The company is in the process of obtaining board approvals and financial closures, after which it will begin civil works at the site.
A senior official of the YSR Steel Corporation Limited told The Hindu that the State government’s role was to create external infrastructure, i.e. a railway line, roads, water and power supply, and it has already taken necessary action to get the project going.
The JSW Group, which has diverse businesses that mainly include steel, energy, infrastructure, cement and paints in several countries, has apparently decided to go for an EAF keeping in view its low capital cost compared to a conventional blast furnace, more importantly because EAFs are environmentally clean as their source of energy is electricity.
CO2 emissions
On the other hand, blast furnaces are capital-intensive and belch large quantities of CO2 and other particulate matter into the air as they burn massive quantities of coking coal for melting the iron ore.

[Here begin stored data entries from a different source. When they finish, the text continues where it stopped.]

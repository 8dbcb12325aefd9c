//! TwoParams aggregate
//!
//! A validated directive and layer plus the profile they were validated
//! under. All fields are fixed at construction; derived values (command
//! string, template paths, command record) are computed on every call.

use std::path::{Path, PathBuf};

use chrono::{DateTime, Utc};
use serde::Serialize;

use crate::domain::ports::TypePatternProvider;
use crate::domain::services::template_path::{prompt_relative_path, schema_relative_path};
use crate::domain::services::TypeFactory;
use crate::domain::value_objects::{ConfigProfile, DirectiveType, LayerType, TypeCreationError};

/// Name reported in [`BreakdownCommand::command`]
pub const COMMAND_NAME: &str = "breakdown";

#[derive(Debug, Clone, PartialEq, Eq, thiserror::Error)]
pub enum TwoParamsError {
    #[error("invalid directive: {0}")]
    InvalidDirective(#[source] TypeCreationError),

    #[error("invalid layer: {0}")]
    InvalidLayer(#[source] TypeCreationError),
}

impl TwoParamsError {
    pub fn cause(&self) -> &TypeCreationError {
        match self {
            TwoParamsError::InvalidDirective(cause) | TwoParamsError::InvalidLayer(cause) => cause,
        }
    }
}

/// Plain record handed to logging and telemetry collaborators
#[derive(Debug, Clone, PartialEq, Eq, Serialize)]
pub struct BreakdownCommand {
    pub command: &'static str,
    pub directive: String,
    pub layer: String,
    pub profile: String,
    pub timestamp: DateTime<Utc>,
}

#[derive(Debug, Clone, PartialEq, Eq)]
pub struct TwoParams {
    directive: DirectiveType,
    layer: LayerType,
    profile: ConfigProfile,
}

impl TwoParams {
    /// Validate the directive, then the layer, under `profile`.
    ///
    /// Stops at the first failure, so a bad directive hides a bad layer.
    pub fn create<P: TypePatternProvider>(
        raw_directive: &str,
        raw_layer: &str,
        profile: ConfigProfile,
        provider: P,
    ) -> Result<Self, TwoParamsError> {
        let factory = TypeFactory::with_profile(provider, profile);
        let directive = factory
            .create_directive(raw_directive)
            .map_err(TwoParamsError::InvalidDirective)?;
        let layer = factory
            .create_layer(raw_layer)
            .map_err(TwoParamsError::InvalidLayer)?;

        Ok(Self {
            directive,
            layer,
            profile: factory.profile().clone(),
        })
    }

    /// [`create`](Self::create) with the raw `--config` option value;
    /// absent or blank profiles become `default`.
    pub fn create_with_cli_option<P: TypePatternProvider>(
        raw_directive: &str,
        raw_layer: &str,
        profile: Option<&str>,
        provider: P,
    ) -> Result<Self, TwoParamsError> {
        Self::create(
            raw_directive,
            raw_layer,
            ConfigProfile::from_cli_option(profile),
            provider,
        )
    }

    pub fn directive(&self) -> &DirectiveType {
        &self.directive
    }

    pub fn layer(&self) -> &LayerType {
        &self.layer
    }

    pub fn profile(&self) -> &ConfigProfile {
        &self.profile
    }

    /// Re-check both components against the patterns they were built with
    pub fn validate(&self) -> Result<(), TwoParamsError> {
        self.directive
            .revalidate()
            .map_err(TwoParamsError::InvalidDirective)?;
        self.layer
            .revalidate()
            .map_err(TwoParamsError::InvalidLayer)
    }

    /// Structural equality over directive, layer and profile
    pub fn equals(&self, other: &TwoParams) -> bool {
        self == other
    }

    /// `"{directive} {layer}"`
    pub fn command_string(&self) -> String {
        format!("{} {}", self.directive.value(), self.layer.value())
    }

    pub fn debug_string(&self) -> String {
        format!(
            "TwoParams(directive=\"{}\", layer=\"{}\", profile=\"{}\")",
            self.directive.value(),
            self.layer.value(),
            self.profile.value()
        )
    }

    /// Command record with a timestamp captured now
    pub fn to_command(&self) -> BreakdownCommand {
        BreakdownCommand {
            command: COMMAND_NAME,
            directive: self.directive.value().to_string(),
            layer: self.layer.value().to_string(),
            profile: self.profile.value().to_string(),
            timestamp: Utc::now(),
        }
    }

    /// `{directive}/{layer}/f_{from_layer or layer}.md`
    pub fn prompt_path(&self, from_layer: Option<&str>) -> PathBuf {
        let layer = self.layer.value();
        prompt_relative_path(
            self.directive.value(),
            layer,
            from_layer.unwrap_or(layer),
            None,
        )
    }

    /// `{directive}/{layer}/f_{layer}.schema.json`
    pub fn schema_path(&self) -> PathBuf {
        schema_relative_path(self.directive.value(), self.layer.value())
    }

    pub fn resolve_prompt_file_path(&self, base_dir: &Path, from_layer: Option<&str>) -> PathBuf {
        base_dir.join(self.prompt_path(from_layer))
    }

    pub fn resolve_schema_file_path(&self, base_dir: &Path) -> PathBuf {
        base_dir.join(self.schema_path())
    }
}

#[cfg(test)]
mod tests;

It is pertinent to mention that the AP Reorganisation Act, 2014, provided in its 13th Schedule for the establishment of an integrated steel plant in Kadapa district with 3-MTPA capacity, but it has so far made little progress due to financial and mining issues, and for some extraneous reasons.
The huge investment to be made (it is estimated that a million tonnes of steel manufacturing capacity requires ₹5,000 crore to ₹6,000 crore) has played its part in the delay, and the vagaries of the global steel market that are aggravated by the coronavirus pandemic also have their impact.